Crystalline Assemblies and Densest Packings of a Family of Truncated Tetrahedra and the Role of Directional Entropic Forces

TL;DR

This paper investigates how truncated tetrahedra self-assemble into various crystal structures driven by directional entropic forces, revealing new insights into the role of shape in entropy-driven assembly.

Contribution

It introduces a comprehensive study of thermodynamic self-assembly of truncated tetrahedra, identifying new crystal structures and elucidating the influence of shape on entropic forces.

Findings

Identification of several stable crystal structures including diamond and β-tin.

Discovery of a new space-filling polyhedron overlooked in previous research.

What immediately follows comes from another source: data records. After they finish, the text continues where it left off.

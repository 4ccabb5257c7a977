//! Error types for the publish probe.

use std::fmt;

use serde::{Deserialize, Deserializer, Serialize, Serializer};
use thiserror::Error;

/// Result type alias using ProbeError.
pub type ProbeResult<T> = Result<T, ProbeError>;

/// Primary error type for probe operations.
#[derive(Debug, Error)]
pub enum ProbeError {
    // === Setup Errors ===
    #[error("Channel setup failed: {0}")]
    Setup(String),

    // === Content Errors ===
    #[error("Failed to read message content from '{path}': {message}")]
    ContentResolution { path: String, message: String },

    // === Broker Errors ===
    #[error("Publish failed: {0}")]
    Publish(String),

    // === Configuration Errors ===
    #[error("Invalid value for '{key}': {message}")]
    Config { key: String, message: String },
}

impl ProbeError {
    /// Build a content resolution error for the given path.
    pub fn content(path: impl Into<String>, message: impl fmt::Display) -> Self {
        ProbeError::ContentResolution {
            path: path.into(),
            message: message.to_string(),
        }
    }

    /// Get the response code reported for this error.
    pub fn response_code(&self) -> ResponseCode {
        match self {
            ProbeError::Setup(_) => ResponseCode::SetupFailure,
            _ => ResponseCode::PublishFailure,
        }
    }
}

/// Error text surfaced by a channel implementation.
///
/// Broker clients carry their own error types; the probe only keeps the
/// description so it can be attached to the sample result.
#[derive(Debug, Clone, PartialEq, Eq, Error)]
#[error("{0}")]
pub struct ChannelError(pub String);

impl ChannelError {
    pub fn new(message: impl fmt::Display) -> Self {
        ChannelError(message.to_string())
    }
}

impl From<ChannelError> for ProbeError {
    fn from(err: ChannelError) -> Self {
        ProbeError::Publish(err.0)
    }
}

/// Status code attached to every sample result.
///
/// Serialized as its numeric string, the same form reports and logs use.
#[derive(Debug, Clone, Copy, PartialEq, Eq, Hash)]
pub enum ResponseCode {
    /// All publishes (and the commit, if any) succeeded.
    Ok,
    /// The channel could not be initialized.
    SetupFailure,
    /// Content resolution, a publish or the commit failed.
    PublishFailure,
}

impl ResponseCode {
    /// The code as it appears in result files.
    pub fn as_str(&self) -> &'static str {
        match self {
            ResponseCode::Ok => "200",
            ResponseCode::SetupFailure => "500",
            ResponseCode::PublishFailure => "000",
        }
    }

    pub fn is_ok(&self) -> bool {
        matches!(self, ResponseCode::Ok)
    }

    /// Parse a code written by [`ResponseCode::as_str`].
    pub fn from_code(code: &str) -> Option<Self> {
        match code {
            "200" => Some(ResponseCode::Ok),
            "500" => Some(ResponseCode::SetupFailure),
            "000" => Some(ResponseCode::PublishFailure),
            _ => None,
        }
    }
}

impl Serialize for ResponseCode {
    fn serialize<S: Serializer>(&self, serializer: S) -> Result<S::Ok, S::Error> {
        serializer.serialize_str(self.as_str())
    }
}

impl<'de> Deserialize<'de> for ResponseCode {
    fn deserialize<D: Deserializer<'de>>(deserializer: D) -> Result<Self, D::Error> {
        let code = String::deserialize(deserializer)?;
        ResponseCode::from_code(&code)
            .ok_or_else(|| serde::de::Error::custom(format!("unknown response code '{}'", code)))
    }
}

impl fmt::Display for ResponseCode {
    fn fmt(&self, f: &mut fmt::Formatter<'_>) -> fmt::Result {
        f.write_str(self.as_str())
    }
}
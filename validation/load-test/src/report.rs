//! Results reporting and formatting.

use crate::metrics::TestResults;
use comfy_table::{modifiers::UTF8_ROUND_CORNERS, presets::UTF8_FULL, Table};

/// Formats test results for output.
pub struct ResultsReport;

impl ResultsReport {
    /// Format results as a console table.
    pub fn format_table(results: &TestResults) -> String {
        let mut table = Table::new();
        table
            .load_preset(UTF8_FULL)
            .apply_modifier(UTF8_ROUND_CORNERS)
            .set_header(vec![format!("Load Test Results: {}", results.scenario_name)]);

        table.add_row(vec!["Duration:", &format!("{:.1}s", results.duration_secs)]);
        table.add_row(vec![
            "Target:",
            &format!(
                "{} / {} (x{}{}{})",
                results.target.exchange,
                results.target.routing_key,
                results.target.iterations,
                if results.target.persistent { ", persistent" } else { "" },
                if results.target.use_transaction { ", tx" } else { "" },
            ),
        ]);
        table.add_row(vec![
            "Invocations:",
            &format!("{}", results.total_invocations),
        ]);
        table.add_row(vec![
            "Success Rate:",
            &format!("{:.1}%", results.success_rate()),
        ]);
        for (code, count) in &results.failures_by_code {
            table.add_row(vec![format!("  Failed ({}):", code), count.to_string()]);
        }
        table.add_row(vec![
            "Invocations/sec:",
            &format!("{:.1}", results.invocations_per_second),
        ]);
        table.add_row(vec![
            "Messages/sec:",
            &format!("{:.1}", results.messages_per_second),
        ]);

        table.add_row(vec!["", ""]);
        table.add_row(vec!["Latency (ms)", "p50 / p90 / p95 / p99 / max"]);
        table.add_row(vec![
            "",
            &format!(
                "{:.2} / {:.2} / {:.2} / {:.2} / {:.2}",
                results.latency_p50,
                results.latency_p90,
                results.latency_p95,
                results.latency_p99,
                results.latency_max
            ),
        ]);

        table.add_row(vec!["", ""]);
        table.add_row(vec![
            "Throughput:",
            &format!("{:.2} MB/s", results.bytes_per_second / 1_000_000.0),
        ]);

        table.to_string()
    }

    /// Format results as JSON.
    pub fn format_json(results: &TestResults) -> anyhow::Result<String> {
        Ok(serde_json::to_string_pretty(results)?)
    }

    /// Format results as CSV row.
    pub fn format_csv(results: &TestResults) -> String {
        format!(
            "{},{},{:.1},{},{},{:.1},{:.1},{:.2},{:.2},{:.2}",
            results.timestamp,
            results.scenario_name,
            results.duration_secs,
            results.total_invocations,
            results.failed_invocations,
            results.invocations_per_second,
            results.messages_per_second,
            results.latency_p50,
            results.latency_p90,
            results.latency_p99,
        )
    }

    /// CSV header row.
    pub fn csv_header() -> &'static str {
        "timestamp,scenario,duration,invocations,failed,ips,mps,p50,p90,p99"
    }
}
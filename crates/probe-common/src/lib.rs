//! Common types and collaborator traits shared by the publish probe crates.

pub mod channel;
pub mod error;
pub mod files;
pub mod properties;

pub use channel::{Channel, ChannelSession, ChannelStatus};
pub use error::{ChannelError, ProbeError, ProbeResult, ResponseCode};
pub use files::{FileServer, LocalFileServer};
pub use properties::{DeliveryMode, MessageProperties};
use std::fmt;

use crate::device::DeviceBuffer;

/// Physical residency of a tensor's authoritative data.
#[derive(Debug, Clone, Copy, PartialEq, Eq, Hash, Default)]
pub enum Backend {
    /// General host memory.
    #[default]
    Host,
    /// Accelerator-resident buffer.
    Device,
}

impl Backend {
    pub fn is_host(&self) -> bool {
        matches!(self, Backend::Host)
    }

    pub fn is_device(&self) -> bool {
        matches!(self, Backend::Device)
    }
}

impl fmt::Display for Backend {
    fn fmt(&self, f: &mut fmt::Formatter<'_>) -> fmt::Result {
        match self {
            Backend::Host => write!(f, "host"),
            Backend::Device => write!(f, "device"),
        }
    }
}

/// Device-resident tensor data: the element buffer plus a parallel buffer
/// carrying the shape as i32 dims, which is what device kernels index with.
#[derive(Debug)]
pub struct DeviceStorage {
    pub(crate) data: DeviceBuffer,
    pub(crate) shape: DeviceBuffer,
}

impl DeviceStorage {
    /// The opaque element buffer.
    pub fn data_buffer(&self) -> &DeviceBuffer {
        &self.data
    }

    /// The parallel buffer holding the shape dims.
    pub fn shape_buffer(&self) -> &DeviceBuffer {
        &self.shape
    }
}

/// Backing storage for tensor elements.
///
/// Exactly one variant is live at any time; a backend transfer consumes one
/// variant and produces the other, so a tensor with both a host array and a
/// live device buffer is unrepresentable.
#[derive(Debug)]
pub enum Storage {
    Host(Vec<f32>),
    Device(DeviceStorage),
}

impl Storage {
    pub fn backend(&self) -> Backend {
        match self {
            Storage::Host(_) => Backend::Host,
            Storage::Device(_) => Backend::Device,
        }
    }
}
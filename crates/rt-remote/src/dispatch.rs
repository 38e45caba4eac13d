use rt_tensor::{CpuKernels, DeviceContext, Kernels, Tensor, TensorId};

use crate::command::{Command, Operation};
use crate::error::{DispatchError, Result};
use crate::registry::{lock_tensor, SharedTensor, TensorRegistry};

/// How the dispatcher treats operations whose participants are
/// device-resident.
#[derive(Debug, Clone, Copy, PartialEq, Eq, Default)]
pub enum BackendPolicy {
    /// Reject with `WrongBackend`; callers transfer explicitly.
    #[default]
    Strict,
    /// Move the target tensor to host before the call and read operands
    /// through a staging download, leaving operand residency untouched.
    AutoTransfer,
}

/// How the dispatcher reports an operation name outside the known set.
#[derive(Debug, Clone, Copy, PartialEq, Eq, Default)]
pub enum UnknownOpPolicy {
    /// Surface a typed `UnknownOperation` error.
    #[default]
    Error,
    /// Answer the fixed not-found sentinel, mutating nothing.
    Sentinel,
}

#[derive(Debug, Clone, Copy, Default)]
pub struct DispatchConfig {
    pub backend_policy: BackendPolicy,
    pub unknown_op: UnknownOpPolicy,
}

/// Sentinel answered for unknown operation names under
/// [`UnknownOpPolicy::Sentinel`].
pub const NOT_FOUND_REPLY: &str = "dispatch: command not found";

/// Outcome of a successfully dispatched command.
///
/// The result shape is operation-dependent: in-place and transfer operations
/// acknowledge, `print` carries its rendering, and allocating operations
/// carry the new tensor's ID.
#[derive(Debug, Clone, PartialEq)]
pub enum Reply {
    /// Fixed `"<operation>: OK"` acknowledgement.
    Ack(Operation),
    /// Serialized print output.
    Printed(String),
    /// ID of a tensor allocated and registered by the operation.
    Registered(TensorId),
    /// Unknown operation under the sentinel policy.
    NotFound,
}

impl Reply {
    /// Render the outcome for the transport.
    pub fn render(&self) -> String {
        match self {
            Reply::Ack(op) => format!("{}: OK", op.name()),
            Reply::Printed(text) => text.clone(),
            Reply::Registered(id) => id.to_string(),
            Reply::NotFound => NOT_FOUND_REPLY.to_string(),
        }
    }
}

/// Decodes operation-name + operand-ID commands into tensor engine calls.
///
/// Operand tensors are read as a snapshot at dispatch time (one lock held at
/// a time), so an operand that aliases the target never deadlocks and sees
/// the values from before the mutation. Serializing concurrent commands
/// against the same tensor ID remains the surrounding controller's job.
#[derive(Debug)]
pub struct Dispatcher {
    registry: TensorRegistry,
    kernels: Box<dyn Kernels>,
    device: DeviceContext,
    config: DispatchConfig,
}

impl Dispatcher {
    pub fn new() -> Self {
        Self::with_config(DispatchConfig::default())
    }

    pub fn with_config(config: DispatchConfig) -> Self {
        Dispatcher {
            registry: TensorRegistry::new(),
            kernels: Box::new(CpuKernels::new()),
            device: DeviceContext::new(),
            config,
        }
    }

    pub fn registry(&self) -> &TensorRegistry {
        &self.registry
    }

    pub fn registry_mut(&mut self) -> &mut TensorRegistry {
        &mut self.registry
    }

    pub fn device(&self) -> &DeviceContext {
        &self.device
    }

    pub fn kernels(&self) -> &dyn Kernels {
        self.kernels.as_ref()
    }

    /// Execute a decoded command against the registry.
    ///
    /// Exactly one engine call per command. Unknown target IDs and all
    /// engine failures propagate as typed errors; unknown operation names
    /// follow the configured [`UnknownOpPolicy`].
    pub fn execute(&mut self, cmd: &Command) -> Result<Reply> {
        let op = match cmd.function_call.parse::<Operation>() {
            Ok(op) => op,
            Err(err) => {
                tracing::warn!(function_call = %cmd.function_call, "unknown operation");
                return match self.config.unknown_op {
                    UnknownOpPolicy::Error => Err(err),
                    UnknownOpPolicy::Sentinel => Ok(Reply::NotFound),
                };
            }
        };

        let target = self.registry.resolve(cmd.object_index)?;
        tracing::debug!(object = %cmd.object_index, op = op.name(), "dispatching command");

        match op {
            Operation::InitAddMatrixMultiply => {
                let id = self.tensor_param(cmd, op, 0)?;
                self.in_place_binary(&target, id, Tensor::elementwise_mul_)?;
                Ok(Reply::Ack(op))
            }
            Operation::InlineElementwiseSubtract => {
                let id = self.tensor_param(cmd, op, 0)?;
                self.in_place_binary(&target, id, Tensor::elementwise_sub_)?;
                Ok(Reply::Ack(op))
            }
            Operation::MultiplyDerivative => {
                let id = self.tensor_param(cmd, op, 0)?;
                self.in_place_binary(&target, id, Tensor::multiply_derivative_)?;
                Ok(Reply::Ack(op))
            }
            Operation::AddMatrixMultiply => {
                let a = self.snapshot_operand(self.tensor_param(cmd, op, 0)?)?;
                let b = self.snapshot_operand(self.tensor_param(cmd, op, 1)?)?;
                let mut guard = lock_tensor(&target);
                self.ensure_host(&mut guard)?;
                guard.add_matrix_multiply_(&a, &b, self.kernels.as_ref())?;
                Ok(Reply::Ack(op))
            }
            Operation::Print => {
                let guard = lock_tensor(&target);
                Ok(Reply::Printed(guard.format(&self.device)?))
            }
            Operation::Gpu => {
                lock_tensor(&target).to_device(&self.device)?;
                Ok(Reply::Ack(op))
            }
            Operation::Cpu => {
                lock_tensor(&target).to_host(&self.device)?;
                Ok(Reply::Ack(op))
            }
            Operation::Abs => {
                self.in_place_unary(&target, Tensor::abs_)?;
                Ok(Reply::Ack(op))
            }
            Operation::Neg => {
                self.in_place_unary(&target, Tensor::neg_)?;
                Ok(Reply::Ack(op))
            }
            Operation::Zero => {
                self.in_place_unary(&target, Tensor::zero_)?;
                Ok(Reply::Ack(op))
            }
            Operation::Add => {
                let operand = self.snapshot_operand(self.tensor_param(cmd, op, 0)?)?;
                let out = {
                    let mut guard = lock_tensor(&target);
                    self.ensure_host(&mut guard)?;
                    guard.add(&operand, self.kernels.as_ref(), self.registry.counter())?
                };
                Ok(Reply::Registered(self.registry.register(out)))
            }
            Operation::AddScalar => {
                let s = self.scalar_param(cmd, op, 0)?;
                self.in_place_scalar(&target, s, Tensor::add_scalar_)?;
                Ok(Reply::Ack(op))
            }
            Operation::ScalarMultiply => {
                let s = self.scalar_param(cmd, op, 0)?;
                self.in_place_scalar(&target, s, Tensor::scalar_mul_)?;
                Ok(Reply::Ack(op))
            }
        }
    }

    /// Execute and render the outcome for the transport.
    pub fn execute_to_string(&mut self, cmd: &Command) -> Result<String> {
        self.execute(cmd).map(|reply| reply.render())
    }

    /// Detached host copy of an operand tensor, taken under its own lock.
    ///
    /// Under `Strict` a device-resident operand is rejected; under
    /// `AutoTransfer` it is read through a staging download without moving.
    fn snapshot_operand(&self, id: TensorId) -> Result<Tensor> {
        let shared = self.registry.resolve(id)?;
        let guard = lock_tensor(&shared);
        let data = match self.config.backend_policy {
            BackendPolicy::Strict => guard.data()?.to_vec(),
            BackendPolicy::AutoTransfer => guard.snapshot_data(&self.device),
        };
        let shape = guard.shape().clone();
        drop(guard);
        Ok(Tensor::from_data(data, shape, self.registry.counter())?)
    }

    fn ensure_host(&self, tensor: &mut Tensor) -> Result<()> {
        if self.config.backend_policy == BackendPolicy::AutoTransfer {
            tensor.to_host(&self.device)?;
        }
        Ok(())
    }

    fn in_place_binary(
        &self,
        target: &SharedTensor,
        operand_id: TensorId,
        f: fn(&mut Tensor, &Tensor, &dyn Kernels) -> rt_tensor::Result<()>,
    ) -> Result<()> {
        let operand = self.snapshot_operand(operand_id)?;
        let mut guard = lock_tensor(target);
        self.ensure_host(&mut guard)?;
        f(&mut guard, &operand, self.kernels.as_ref())?;
        Ok(())
    }

    fn in_place_unary(
        &self,
        target: &SharedTensor,
        f: fn(&mut Tensor, &dyn Kernels) -> rt_tensor::Result<()>,
    ) -> Result<()> {
        let mut guard = lock_tensor(target);
        self.ensure_host(&mut guard)?;
        f(&mut guard, self.kernels.as_ref())?;
        Ok(())
    }

    fn in_place_scalar(
        &self,
        target: &SharedTensor,
        s: f32,
        f: fn(&mut Tensor, f32, &dyn Kernels) -> rt_tensor::Result<()>,
    ) -> Result<()> {
        let mut guard = lock_tensor(target);
        self.ensure_host(&mut guard)?;
        f(&mut guard, s, self.kernels.as_ref())?;
        Ok(())
    }

    fn tensor_param(&self, cmd: &Command, op: Operation, index: usize) -> Result<TensorId> {
        let value = cmd
            .tensor_index_params
            .get(index)
            .ok_or(DispatchError::MissingParam {
                op: op.name(),
                index,
            })?;
        value.as_tensor_id().ok_or(DispatchError::ParamType {
            op: op.name(),
            index,
            expected: "tensor id",
        })
    }

    fn scalar_param(&self, cmd: &Command, op: Operation, index: usize) -> Result<f32> {
        let value = cmd
            .tensor_index_params
            .get(index)
            .ok_or(DispatchError::MissingParam {
                op: op.name(),
                index,
            })?;
        value.as_scalar().ok_or(DispatchError::ParamType {
            op: op.name(),
            index,
            expected: "scalar",
        })
    }
}

impl Default for Dispatcher {
    fn default() -> Self {
        Self::new()
    }
}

Demonstration that self-assembled structures are governed by face-to-face alignment tendencies.

Abstract

Polyhedra and their arrangements have intrigued humankind since the ancient Greeks and are today important motifs in condensed matter, with application to many classes of liquids and solids. Yet, little is known about the thermodynamically stable phases of polyhedrally-shaped building blocks, such as faceted nanoparticles and colloids. Although hard particles are known to organize due to entropy alone, and some unusual phases are reported in the literature, the role of entropic forces in connection with polyhedral shape is not well understood. Here, we study thermodynamic self-assembly of a family of truncated tetrahedra and report several atomic crystal isostructures, including diamond, {\beta}-tin, and high- pressure lithium, as the polyhedron shape varies from tetrahedral to octahedral. We compare our findings with the densest packings of the truncated tetrahedron family obtained by numerical compression and report a new space filling polyhedron, which has been overlooked in previous searches. Interestingly, the self-assembled structures differ from the densest packings. We show that the self-assembled crystal structures can be understood as a tendency for polyhedra to maximize face-to-face alignment, which can be generalized as directional entropic forces.